Saved data entries
********
// Printable forms of ledger data: hex digests and addresses instead of raw
// bytes.

use crate::core::{Block, Transaction};
use crate::wallet::{convert_address, hash_pub_key};
use data_encoding::HEXLOWER;
use serde::Serialize;
use std::fmt;

#[derive(Debug, Serialize)]
pub struct BlockView {
    pub height: usize,
    pub hash: String,
    pub previous_hash: String,
    pub merkle_root: String,
    pub version: u32,
    pub timestamp: u32,
    pub bits: String,
    pub nonce: u32,
    pub transactions: Vec<TransactionView>,
}

#[derive(Debug, Serialize)]
pub struct TransactionView {
    pub txid: String,
    pub coinbase: bool,
    pub inputs: Vec<InputView>,
    pub outputs: Vec<OutputView>,
}

#[derive(Debug, Serialize)]
pub struct InputView {
    pub txid: String,
    pub vout: i32,
    /// Spending address, or the reward note on a coinbase
    pub from: String,
}

#[derive(Debug, Serialize)]
pub struct OutputView {
    pub value: u64,
    pub to: String,
}

impl BlockView {
    pub fn new(height: usize, block: &Block) -> BlockView {
        BlockView {
            height,
            hash: HEXLOWER.encode(&block.hash()),
            previous_hash: HEXLOWER.encode(block.get_previous_hash()),
            merkle_root: HEXLOWER.encode(block.get_merkle_root()),
            version: block.get_version(),
            timestamp: block.get_timestamp(),
            bits: HEXLOWER.encode(&block.get_bits()),
            nonce: block.get_nonce(),
            transactions: block
                .get_transactions()
                .iter()
                .map(TransactionView::new)
                .collect(),
        }
    }
}

impl TransactionView {
    pub fn new(tx: &Transaction) -> TransactionView {
        let coinbase = tx.is_coinbase();
        let inputs = tx
            .get_vin()
            .iter()
            .map(|input| InputView {
                txid: HEXLOWER.encode(input.get_txid()),
                vout: input.get_vout(),
                from: if coinbase {
                    String::from_utf8_lossy(input.get_pub_key()).into_owned()
                } else {
                    convert_address(&hash_pub_key(input.get_pub_key()))
                },
            })
            .collect();
        let outputs = tx
            .get_vout()
            .iter()
            .map(|output| OutputView {
                value: output.get_value(),
                to: convert_address(output.get_pub_key_hash()),
            })
            .collect();
        TransactionView {
            txid: HEXLOWER.encode(tx.get_id()),
            coinbase,
            inputs,
            outputs,
        }
    }
}

impl fmt::Display for BlockView {
    fn fmt(&self, f: &mut fmt::Formatter<'_>) -> fmt::Result {
        writeln!(f, "Height: {}", self.height)?;
        writeln!(f, "Pre block hash: {}", self.previous_hash)?;
        writeln!(f, "Cur block hash: {}", self.hash)?;
        writeln!(f, "Merkle root: {}", self.merkle_root)?;
        writeln!(
            f,
            "Timestamp: {}  Bits: {}  Nonce: {}",
            self.timestamp, self.bits, self.nonce
        )?;
        for tx in &self.transactions {
            write!(f, "{tx}")?;
        }
        Ok(())
    }
}

impl fmt::Display for TransactionView {
    fn fmt(&self, f: &mut fmt::Formatter<'_>) -> fmt::Result {
        writeln!(f, "- Transaction txid_hex: {}", self.txid)?;
        for input in &self.inputs {
            if self.coinbase {
                writeln!(f, "-- Reward note: {}", input.from)?;
            } else {
                writeln!(
                    f,
                    "-- Input txid = {}, vout = {}, from = {}",
                    input.txid, input.vout, input.from
                )?;
            }
        }
        for output in &self.outputs {
            writeln!(f, "-- Output value = {}, to = {}", output.value, output.to)?;
        }
        Ok(())
    }
}
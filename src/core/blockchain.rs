// The ledger: an append-only list of sealed blocks, genesis first, mirrored
// into a BlockStore. Blocks are only ever added by draining a TxPool.

use crate::core::{Block, Hash, ProofOfWork, Transaction, TransactionResolver, ZERO_HASH};
use crate::error::{BlockchainError, Result};
use crate::storage::{BlockStore, TxPool};
use data_encoding::HEXLOWER;
use log::{debug, info};

pub struct Blockchain {
    blocks: Vec<Block>,
    store: Box<dyn BlockStore>,
    bits: [u8; 4],
}

impl Blockchain {
    /// Loads the chain held by `store`, or writes a fresh genesis block when
    /// the store is empty. New blocks are sealed against `bits`.
    pub fn open(store: Box<dyn BlockStore>, bits: [u8; 4]) -> Result<Blockchain> {
        // reject unusable difficulty before anything is written
        ProofOfWork::new(bits)?;

        let blocks = match store.get_last_hash()? {
            Some(last_hash) => Self::load_chain(store.as_ref(), last_hash)?,
            None => {
                let genesis = Block::generate_genesis_block(bits);
                store.commit_block(&genesis)?;
                info!("Created genesis block {}", HEXLOWER.encode(&genesis.hash()));
                vec![genesis]
            }
        };

        info!(
            "Opened ledger at height {} (tip {})",
            blocks.len() - 1,
            HEXLOWER.encode(&blocks[blocks.len() - 1].hash())
        );
        Ok(Blockchain {
            blocks,
            store,
            bits,
        })
    }

    // Walks previous-hash links from the tip down to genesis
    fn load_chain(store: &dyn BlockStore, last_hash: Hash) -> Result<Vec<Block>> {
        let mut blocks = vec![];
        let mut current = last_hash;
        loop {
            let block = store.get_block(&current)?.ok_or_else(|| {
                BlockchainError::MalformedChainData(format!(
                    "Block {} is missing from the store",
                    HEXLOWER.encode(&current)
                ))
            })?;
            if block.hash() != current {
                return Err(BlockchainError::MalformedChainData(format!(
                    "Block stored under {} hashes to {}",
                    HEXLOWER.encode(&current),
                    HEXLOWER.encode(&block.hash())
                )));
            }

            let previous = *block.get_previous_hash();
            blocks.push(block);
            if previous == ZERO_HASH {
                break;
            }
            current = previous;
        }
        blocks.reverse();
        debug!("Loaded {} blocks from the store", blocks.len());
        Ok(blocks)
    }

    /// Seals everything pending in `pool` into a new block on the tip.
    ///
    /// An empty pool produces nothing. A non-empty `reward_address` gets a
    /// coinbase placed first in the block. The block is persisted before it
    /// joins the in-memory chain.
    pub fn add_block(&mut self, pool: &mut TxPool, reward_address: &str) -> Result<Option<Block>> {
        if pool.is_empty() {
            debug!("No pending transactions, skipping block");
            return Ok(None);
        }

        let next_height = self.height() + 1;
        let mut transactions = Vec::with_capacity(pool.len() + 1);
        if !reward_address.is_empty() {
            let note = format!("Reward to '{reward_address}' at height {next_height}");
            transactions.push(Transaction::new_coinbase_tx(reward_address, &note)?);
        }
        let pending = pool.drain();
        transactions.extend(pending.iter().cloned());

        let sealed = Block::mine_block(self.tip_hash(), transactions, self.bits)
            .and_then(|block| self.store.commit_block(&block).map(|()| block));
        let block = match sealed {
            Ok(block) => block,
            Err(e) => {
                // the chain is unchanged, so the drained work stays pending
                for tx in pending {
                    pool.add(tx);
                }
                return Err(e);
            }
        };
        info!(
            "Added block {} at height {next_height} with {} transactions",
            HEXLOWER.encode(&block.hash()),
            block.get_transactions().len()
        );
        self.blocks.push(block.clone());
        Ok(Some(block))
    }

    pub fn find_transaction(&self, txid: &[u8]) -> Option<Transaction> {
        self.iter_back()
            .flat_map(|block| block.get_transactions())
            .find(|tx| tx.get_id() == txid)
            .cloned()
    }

    pub fn get_block(&self, hash: &Hash) -> Option<&Block> {
        self.blocks.iter().find(|block| &block.hash() == hash)
    }

    pub fn blocks(&self) -> &[Block] {
        self.blocks.as_slice()
    }

    /// Genesis sits at height 0.
    pub fn height(&self) -> usize {
        self.blocks.len().saturating_sub(1)
    }

    pub fn tip_hash(&self) -> Hash {
        self.blocks.last().map_or(ZERO_HASH, Block::hash)
    }

    pub fn bits(&self) -> [u8; 4] {
        self.bits
    }

    pub fn iter_back(&self) -> BlockchainIterator<'_> {
        BlockchainIterator {
            blocks: self.blocks.as_slice(),
        }
    }

    /// Checks hash links, proof-of-work and Merkle roots across the chain.
    pub fn validate(&self) -> Result<()> {
        let mut previous = ZERO_HASH;
        for (height, block) in self.blocks.iter().enumerate() {
            if block.get_previous_hash() != &previous {
                return Err(BlockchainError::InvalidBlock(format!(
                    "Block at height {height} does not link to its predecessor"
                )));
            }
            if height == 0 {
                if !block.get_transactions().is_empty() || block.get_merkle_root() != &ZERO_HASH {
                    return Err(BlockchainError::InvalidBlock(
                        "Genesis block carries transactions".to_string(),
                    ));
                }
            } else {
                if !ProofOfWork::validate(block) {
                    return Err(BlockchainError::InvalidBlock(format!(
                        "Block at height {height} does not meet its target"
                    )));
                }
                if !block.verify_merkle_root()? {
                    return Err(BlockchainError::InvalidBlock(format!(
                        "Block at height {height} has a wrong Merkle root"
                    )));
                }
            }
            previous = block.hash();
        }
        Ok(())
    }
}

impl TransactionResolver for Blockchain {
    fn resolve_transaction(&self, txid: &[u8]) -> Option<Transaction> {
        self.find_transaction(txid)
    }
}

/// Walks the chain from the tip back to genesis
pub struct BlockchainIterator<'a> {
    blocks: &'a [Block],
}

impl<'a> Iterator for BlockchainIterator<'a> {
    type Item = &'a Block;

    fn next(&mut self) -> Option<Self::Item> {
        let (last, rest) = self.blocks.split_last()?;
        self.blocks = rest;
        Some(last)
    }
}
********
▶ [Exercise brief]
Every line above that contains the word "crate" should be reported.

▶ [Answer to this problem]
use crate::core::{Block, Transaction};
use crate::wallet::{convert_address, hash_pub_key};
use crate::core::{Block, Hash, ProofOfWork, Transaction, TransactionResolver, ZERO_HASH};
use crate::error::{BlockchainError, Result};
use crate::storage::{BlockStore, TxPool};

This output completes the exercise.